Disadvantages and benefits of using FastAPI vs Flask
It is essential to analyse the pros and cons of both FastAPI and Flask in order to determine which one is the most suitable for your needs. Comparing the speed of FastAPI and Flask is a critical step in this process, as it can help you to make an informed decision.
So, why exactly do you recommend FastAPI?
- FastAPI is designed with robustness, safety, and user-friendliness in mind, making it a great option for those who want to quickly and conveniently create APIs, even if they don’t have any prior programming experience.
- FastAPI offers a variety of features, such as HTTP requests, OAuth authentication, XML/JSON responses, SSL/TLS encryption, and many more. This comprehensive functionality is managed through a web-based interface, enabling users to modify their preferences to suit the API’s operation.
- The built-in tools can be used to monitor the utilisation of the API. This will provide users with notifications when they are close to reaching any dangerous limits, such as those imposed on response timestamps or the number of requests.
- It is a widely accepted practice to create APIs with Flask utilising the FastAPI framework. This web application framework expansion provides all the traditional features of Flask and also offers some additional benefits.
- Rather than devoting the time and energy to writing an entire application from the ground up or relying on numerous online boilerplate generators, one should give serious consideration to adopting FastAPI’s toolkit-based approach. This library takes ideas from other libraries, so if you have any prior experience with related libraries or frameworks, you should find it relatively easy to become familiar with FastAPI.
Is there anything negative about utilising FastAPI?

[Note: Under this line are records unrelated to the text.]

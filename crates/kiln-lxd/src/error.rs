//! Error types for kiln-lxd.

use thiserror::Error;

/// Result type alias for kiln-lxd operations.
pub type Result<T> = std::result::Result<T, LxdError>;

/// Errors that can occur while driving the container runtime.
#[derive(Debug, Error)]
pub enum LxdError {
    /// An administrative command exited non-zero
    #[error("command failed with exit code {exit_code}: {command}: {stderr}")]
    CommandFailed {
        /// Shell-quoted command line
        command: String,
        /// Exit code (-1 when terminated by a signal)
        exit_code: i32,
        /// Captured standard error
        stderr: String,
    },

    /// The command could not be spawned at all
    #[error("failed to spawn {program}: {source}")]
    Spawn {
        /// Program that failed to start
        program: String,
        /// Underlying I/O error
        #[source]
        source: std::io::Error,
    },

    /// Runtime output could not be decoded
    #[error("JSON error: {0}")]
    Json(#[from] serde_json::Error),

    /// Runtime output had an unexpected shape
    #[error("parse error: {0}")]
    Parse(String),

    /// The runtime is not installed and could not be installed
    #[error("runtime not installed: {0}")]
    NotInstalled(String),

    /// I/O error
    #[error("I/O error: {0}")]
    Io(#[from] std::io::Error),
}
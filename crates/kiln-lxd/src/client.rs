//! The runtime client contract.

use crate::error::Result;
use crate::types::{
    Device, FilePush, ImageInfo, InstanceId, InstanceInfo, LaunchRequest, Remote, RemoteInfo,
    RunEnvironment, RuntimeVersion, Scope, ServerInfo,
};
use async_trait::async_trait;
use std::collections::BTreeMap;
use std::path::Path;
use tokio::process::Command;

/// Administrative interface to a container runtime.
///
/// Every call is a blocking round-trip against the runtime; implementations
/// must not cache instance state between calls.
#[async_trait]
pub trait RuntimeClient: Send + Sync {
    /// Install the runtime if it is missing.
    async fn ensure_installed(&self) -> Result<()>;

    /// Version of the installed runtime daemon.
    async fn version(&self) -> Result<RuntimeVersion>;

    /// Create and start an instance.
    async fn launch(&self, request: &LaunchRequest) -> Result<()>;

    /// Start a stopped instance.
    async fn start(&self, instance: &InstanceId) -> Result<()>;

    /// Stop a running instance. Ephemeral instances are deleted by the runtime.
    async fn stop(&self, instance: &InstanceId) -> Result<()>;

    /// Delete an instance. Fails on a running instance unless `force`.
    async fn delete(&self, instance: &InstanceId, force: bool) -> Result<()>;

    /// List instances whose name starts with `instance.name`.
    ///
    /// The filter is a prefix match; callers needing one instance must
    /// compare names exactly.
    async fn list(&self, instance: &InstanceId) -> Result<Vec<InstanceInfo>>;

    /// Prepare a command that runs `command` inside the instance.
    ///
    /// The returned process is not spawned; the caller wires stdio.
    fn exec(
        &self,
        instance: &InstanceId,
        command: &[String],
        env: &RunEnvironment,
        cwd: Option<&str>,
    ) -> Command;

    /// Push a host file into the instance, creating parent directories.
    async fn file_push(&self, instance: &InstanceId, push: &FilePush) -> Result<()>;

    /// Pull a file or directory out of the instance.
    async fn file_pull(
        &self,
        instance: &InstanceId,
        source: &Path,
        destination: &Path,
        recursive: bool,
    ) -> Result<()>;

    /// Devices configured directly on the instance.
    async fn device_show(&self, instance: &InstanceId) -> Result<BTreeMap<String, Device>>;

    /// Add a device to the instance.
    async fn device_add(&self, instance: &InstanceId, name: &str, device: &Device) -> Result<()>;

    /// Images visible in `scope`.
    async fn image_list(&self, scope: &Scope) -> Result<Vec<ImageInfo>>;

    /// Publish the instance as an image under `alias`, replacing any
    /// existing image holding that alias.
    async fn publish(&self, instance: &InstanceId, alias: &str) -> Result<()>;

    /// Delete the image holding `alias`.
    async fn image_delete(&self, scope: &Scope, alias: &str) -> Result<()>;

    /// Registered remotes by name.
    async fn remote_list(&self) -> Result<BTreeMap<String, RemoteInfo>>;

    /// Register a remote.
    async fn remote_add(&self, remote: &Remote) -> Result<()>;

    /// Profile configuration.
    async fn profile_show(&self, scope: &Scope, name: &str) -> Result<serde_json::Value>;

    /// Replace profile configuration.
    async fn profile_edit(&self, scope: &Scope, name: &str, config: &serde_json::Value)
        -> Result<()>;

    /// Server capabilities of `remote`.
    async fn server_info(&self, remote: &str) -> Result<ServerInfo>;
}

- The cost of using the FastAPI framework is a major disadvantage, as it is dependent on both the user’s geographic location and the volume of API calls made each month. Unfortunately, the expense can be quite substantial.
- Scaling up a project can be a daunting task. The use of technologies such as PHP and databases such as MySQL and PostgreSQL can add complexity when attempting to expand a project from a small-scale to a larger-scale. While Python’s FastAPI can make the process a bit easier, it may not be the most appropriate architecture for long-term growth.